### EXERCISE GOAL
Count how many lines in the entries below hold the string "rows", and respond with that number only.

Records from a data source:
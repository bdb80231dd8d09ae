use anyhow::{Context, Result};
use serde_json::{Map, Value};
use tracing::{info, warn};

use crate::cleanup::{strip_list_prefix, strip_pipe_suffix};
use crate::store::{Query, RecordStore, row_id, str_field};

const TABLE: &str = "career_entries";
const FETCH_LIMIT: usize = 1000;

#[derive(Debug, Clone, Default, PartialEq, Eq)]
pub struct FieldFix {
    pub id: String,
    pub before: String,
    pub after: String,
}

#[derive(Debug, Clone, Default, PartialEq, Eq)]
pub struct CleanSummary {
    pub column: String,
    pub fetched: usize,
    pub updated: usize,
    pub errors: usize,
    /// The first successful fixes, for the run log.
    pub examples: Vec<FieldFix>,
}

/// Club names with infobox fields glued on after a `|`.
pub fn clean_club_names(store: &dyn RecordStore) -> Result<CleanSummary> {
    rewrite_column(store, "club", "*|*", 10, |club| {
        let cleaned = strip_pipe_suffix(club);
        (cleaned != club).then_some(cleaned)
    })
}

/// Year ranges with the next row's fields glued on after a `|`.
pub fn clean_years(store: &dyn RecordStore) -> Result<CleanSummary> {
    rewrite_column(store, "years", "*|*", 15, |years| {
        let cleaned = strip_pipe_suffix(years);
        (cleaned != years).then_some(cleaned)
    })
}

/// Club names still carrying a numbered-list `"1. "` prefix.
pub fn remove_list_prefix(store: &dyn RecordStore) -> Result<CleanSummary> {
    rewrite_column(store, "club", "1. *", 15, |club| {
        strip_list_prefix(club).map(str::to_string)
    })
}

/// Fetches up to 1000 rows whose `column` matches `pattern` and patches each
/// one `rewrite` changes. A failed patch is counted and the run continues.
fn rewrite_column<F>(
    store: &dyn RecordStore,
    column: &str,
    pattern: &str,
    max_examples: usize,
    rewrite: F,
) -> Result<CleanSummary>
where
    F: Fn(&str) -> Option<String>,
{
    let query = Query::new()
        .select(&format!("id,{column}"))
        .like(column, pattern)
        .limit(FETCH_LIMIT);
    let rows = store
        .select(TABLE, &query)
        .with_context(|| format!("failed fetching career entries by {column}"))?;
    info!("Found {} entries matching {column} like '{pattern}'", rows.len());

    let mut summary = CleanSummary {
        column: column.to_string(),
        fetched: rows.len(),
        ..CleanSummary::default()
    };
    for row in &rows {
        let Some(id) = row_id(row) else {
            continue;
        };
        let before = str_field(row, column).unwrap_or_default();
        let Some(after) = rewrite(before) else {
            continue;
        };
        let target = Query::new().eq("id", &id);
        let mut body = Map::new();
        body.insert(column.to_string(), Value::from(after.as_str()));
        match store.patch(TABLE, &target, &Value::Object(body)) {
            Ok(()) => {
                summary.updated += 1;
                if summary.examples.len() < max_examples {
                    summary.examples.push(FieldFix {
                        id,
                        before: before.to_string(),
                        after,
                    });
                }
            }
            Err(err) => {
                summary.errors += 1;
                warn!("Error updating {id}: {err}");
            }
        }
    }
    Ok(summary)
}
use anyhow::Result;
use tracing::error;

use career_quiz_pipeline::clean_fields;
use career_quiz_pipeline::rest_store::RestStore;
use career_quiz_pipeline::{config, logging};

fn main() -> Result<()> {
    config::load_env();
    logging::init();
    let store = match RestStore::from_env() {
        Ok(store) => store,
        Err(err) => {
            error!("{err:#}");
            std::process::exit(1);
        }
    };

    let summary = clean_fields::clean_years(&store)?;
    if summary.fetched == 0 {
        println!("No entries to fix!");
        return Ok(());
    }
    for fix in &summary.examples {
        println!("  Fixed: '{}...' -> '{}'", preview(&fix.before, 60), fix.after);
    }

    println!();
    println!("=== Results ===");
    println!("Updated: {} entries", summary.updated);
    println!("Errors: {}", summary.errors);
    Ok(())
}

fn preview(value: &str, max_chars: usize) -> String {
    value.chars().take(max_chars).collect()
}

### SOLUTION TO THIS PROBLEM
5